* **EXERCISE REQUIREMENTS**: Collect every line in the records below that contains the word "roster".

++++ DATA LISTING ++++

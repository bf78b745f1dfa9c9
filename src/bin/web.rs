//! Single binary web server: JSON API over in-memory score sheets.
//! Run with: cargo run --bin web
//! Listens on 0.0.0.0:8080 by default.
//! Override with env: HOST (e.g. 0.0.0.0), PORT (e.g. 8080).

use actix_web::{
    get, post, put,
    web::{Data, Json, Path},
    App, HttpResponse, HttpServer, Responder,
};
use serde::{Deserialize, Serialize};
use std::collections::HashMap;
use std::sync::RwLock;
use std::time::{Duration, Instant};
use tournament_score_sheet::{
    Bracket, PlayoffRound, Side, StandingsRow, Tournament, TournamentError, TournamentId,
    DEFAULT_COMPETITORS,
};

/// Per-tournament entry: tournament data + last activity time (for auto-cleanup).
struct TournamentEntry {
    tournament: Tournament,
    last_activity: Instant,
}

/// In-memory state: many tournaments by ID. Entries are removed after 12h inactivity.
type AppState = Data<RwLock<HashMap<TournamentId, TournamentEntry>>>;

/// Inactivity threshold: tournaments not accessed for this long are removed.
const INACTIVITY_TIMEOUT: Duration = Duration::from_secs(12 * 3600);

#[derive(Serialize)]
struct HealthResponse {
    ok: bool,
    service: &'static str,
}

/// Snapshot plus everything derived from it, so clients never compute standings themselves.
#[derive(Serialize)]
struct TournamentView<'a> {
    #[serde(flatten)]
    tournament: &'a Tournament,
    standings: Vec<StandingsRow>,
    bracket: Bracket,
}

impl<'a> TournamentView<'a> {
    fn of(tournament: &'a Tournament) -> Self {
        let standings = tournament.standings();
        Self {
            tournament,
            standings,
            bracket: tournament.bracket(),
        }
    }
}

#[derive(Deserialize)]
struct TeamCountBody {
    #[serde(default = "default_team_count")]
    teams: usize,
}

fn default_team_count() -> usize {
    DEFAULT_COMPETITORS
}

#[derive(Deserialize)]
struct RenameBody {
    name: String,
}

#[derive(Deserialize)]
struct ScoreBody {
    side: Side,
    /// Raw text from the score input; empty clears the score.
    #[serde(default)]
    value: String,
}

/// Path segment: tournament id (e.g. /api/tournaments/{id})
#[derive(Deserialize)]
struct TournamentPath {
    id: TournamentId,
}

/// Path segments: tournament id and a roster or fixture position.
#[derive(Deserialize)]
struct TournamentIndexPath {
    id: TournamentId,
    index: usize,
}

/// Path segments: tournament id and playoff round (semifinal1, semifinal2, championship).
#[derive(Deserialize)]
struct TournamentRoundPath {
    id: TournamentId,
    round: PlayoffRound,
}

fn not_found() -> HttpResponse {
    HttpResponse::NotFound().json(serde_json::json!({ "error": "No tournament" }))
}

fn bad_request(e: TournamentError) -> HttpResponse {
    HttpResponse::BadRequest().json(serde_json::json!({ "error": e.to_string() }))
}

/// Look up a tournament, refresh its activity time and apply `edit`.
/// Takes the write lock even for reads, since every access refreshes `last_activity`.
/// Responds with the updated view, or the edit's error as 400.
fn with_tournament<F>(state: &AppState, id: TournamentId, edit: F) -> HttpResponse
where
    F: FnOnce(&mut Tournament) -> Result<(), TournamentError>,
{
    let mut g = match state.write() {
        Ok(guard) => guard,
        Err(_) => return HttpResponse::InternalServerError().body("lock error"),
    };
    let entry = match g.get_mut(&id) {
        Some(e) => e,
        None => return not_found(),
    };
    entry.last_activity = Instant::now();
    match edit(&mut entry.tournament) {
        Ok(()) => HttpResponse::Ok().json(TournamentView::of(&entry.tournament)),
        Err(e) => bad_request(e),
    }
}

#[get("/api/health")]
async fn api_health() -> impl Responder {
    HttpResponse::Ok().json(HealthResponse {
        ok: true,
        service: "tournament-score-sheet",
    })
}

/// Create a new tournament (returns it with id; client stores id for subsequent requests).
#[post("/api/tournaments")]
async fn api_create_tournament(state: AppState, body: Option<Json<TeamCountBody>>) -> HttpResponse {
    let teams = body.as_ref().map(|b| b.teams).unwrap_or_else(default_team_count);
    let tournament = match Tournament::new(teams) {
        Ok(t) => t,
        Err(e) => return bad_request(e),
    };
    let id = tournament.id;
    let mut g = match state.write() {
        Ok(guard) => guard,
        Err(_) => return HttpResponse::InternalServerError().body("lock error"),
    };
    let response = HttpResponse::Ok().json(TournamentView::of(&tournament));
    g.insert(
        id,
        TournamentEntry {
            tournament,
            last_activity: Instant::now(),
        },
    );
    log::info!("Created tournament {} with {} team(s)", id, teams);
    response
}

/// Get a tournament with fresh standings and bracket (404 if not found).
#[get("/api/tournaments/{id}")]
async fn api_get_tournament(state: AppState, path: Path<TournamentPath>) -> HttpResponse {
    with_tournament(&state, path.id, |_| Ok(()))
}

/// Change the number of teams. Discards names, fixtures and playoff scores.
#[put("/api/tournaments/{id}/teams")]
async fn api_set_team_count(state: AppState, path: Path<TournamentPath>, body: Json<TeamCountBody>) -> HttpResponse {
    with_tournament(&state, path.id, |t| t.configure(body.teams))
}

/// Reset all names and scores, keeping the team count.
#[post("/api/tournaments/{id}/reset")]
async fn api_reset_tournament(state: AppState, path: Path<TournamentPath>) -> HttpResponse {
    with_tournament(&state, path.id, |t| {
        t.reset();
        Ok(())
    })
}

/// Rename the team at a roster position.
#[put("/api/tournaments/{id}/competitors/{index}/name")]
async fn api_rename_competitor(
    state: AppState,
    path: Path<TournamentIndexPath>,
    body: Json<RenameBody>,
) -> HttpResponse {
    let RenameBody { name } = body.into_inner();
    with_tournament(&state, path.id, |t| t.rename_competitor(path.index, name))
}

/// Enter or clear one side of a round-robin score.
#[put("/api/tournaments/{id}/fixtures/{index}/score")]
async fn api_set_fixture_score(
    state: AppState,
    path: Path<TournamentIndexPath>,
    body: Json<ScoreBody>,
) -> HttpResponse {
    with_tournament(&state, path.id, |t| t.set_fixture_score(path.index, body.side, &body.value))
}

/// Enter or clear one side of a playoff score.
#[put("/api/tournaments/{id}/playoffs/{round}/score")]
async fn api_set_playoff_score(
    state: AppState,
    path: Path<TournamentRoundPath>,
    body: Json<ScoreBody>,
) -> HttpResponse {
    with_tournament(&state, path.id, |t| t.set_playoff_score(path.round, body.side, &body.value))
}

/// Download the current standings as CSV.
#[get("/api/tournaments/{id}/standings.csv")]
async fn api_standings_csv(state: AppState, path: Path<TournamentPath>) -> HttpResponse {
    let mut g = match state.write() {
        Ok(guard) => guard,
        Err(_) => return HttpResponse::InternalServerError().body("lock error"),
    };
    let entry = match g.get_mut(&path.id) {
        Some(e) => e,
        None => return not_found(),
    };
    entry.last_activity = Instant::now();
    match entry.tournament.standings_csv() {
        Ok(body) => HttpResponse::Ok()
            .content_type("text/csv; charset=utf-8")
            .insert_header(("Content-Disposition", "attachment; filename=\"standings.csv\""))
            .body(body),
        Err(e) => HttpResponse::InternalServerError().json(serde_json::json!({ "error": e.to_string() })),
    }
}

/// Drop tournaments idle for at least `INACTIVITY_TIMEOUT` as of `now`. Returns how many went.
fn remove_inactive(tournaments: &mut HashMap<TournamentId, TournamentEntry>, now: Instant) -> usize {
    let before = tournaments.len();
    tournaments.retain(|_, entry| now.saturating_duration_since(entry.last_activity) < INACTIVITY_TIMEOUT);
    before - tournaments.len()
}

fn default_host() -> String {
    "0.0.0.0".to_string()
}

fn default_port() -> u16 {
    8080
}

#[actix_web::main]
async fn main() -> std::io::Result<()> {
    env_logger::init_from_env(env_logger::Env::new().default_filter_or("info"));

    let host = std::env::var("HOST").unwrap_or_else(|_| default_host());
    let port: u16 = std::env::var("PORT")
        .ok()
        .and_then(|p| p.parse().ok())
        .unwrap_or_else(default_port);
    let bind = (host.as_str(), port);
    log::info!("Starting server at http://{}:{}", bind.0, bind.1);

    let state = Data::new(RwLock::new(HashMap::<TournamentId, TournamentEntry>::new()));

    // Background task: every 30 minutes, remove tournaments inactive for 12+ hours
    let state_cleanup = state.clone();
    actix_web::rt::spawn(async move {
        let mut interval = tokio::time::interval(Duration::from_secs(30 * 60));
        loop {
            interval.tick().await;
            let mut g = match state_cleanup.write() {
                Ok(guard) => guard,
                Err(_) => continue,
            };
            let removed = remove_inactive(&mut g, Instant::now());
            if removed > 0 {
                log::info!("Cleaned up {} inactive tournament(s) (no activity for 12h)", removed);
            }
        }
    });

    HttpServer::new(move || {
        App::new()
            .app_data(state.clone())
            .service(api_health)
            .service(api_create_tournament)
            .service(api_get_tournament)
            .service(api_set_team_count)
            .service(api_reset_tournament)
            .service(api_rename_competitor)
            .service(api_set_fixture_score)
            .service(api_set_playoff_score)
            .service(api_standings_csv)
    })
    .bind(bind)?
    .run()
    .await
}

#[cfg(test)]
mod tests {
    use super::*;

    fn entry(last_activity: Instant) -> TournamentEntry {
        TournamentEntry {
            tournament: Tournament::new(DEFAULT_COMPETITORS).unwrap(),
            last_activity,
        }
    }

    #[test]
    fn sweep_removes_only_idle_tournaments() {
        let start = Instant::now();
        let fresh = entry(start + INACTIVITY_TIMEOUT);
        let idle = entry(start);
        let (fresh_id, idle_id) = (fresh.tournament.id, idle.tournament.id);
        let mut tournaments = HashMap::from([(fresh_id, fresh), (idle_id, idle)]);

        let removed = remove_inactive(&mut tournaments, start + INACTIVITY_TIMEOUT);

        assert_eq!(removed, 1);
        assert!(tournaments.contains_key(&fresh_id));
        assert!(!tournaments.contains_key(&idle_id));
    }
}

++++

* **TASK RESULT**:
/// Path segments: tournament id and a roster or fixture position.
/// Rename the team at a roster position.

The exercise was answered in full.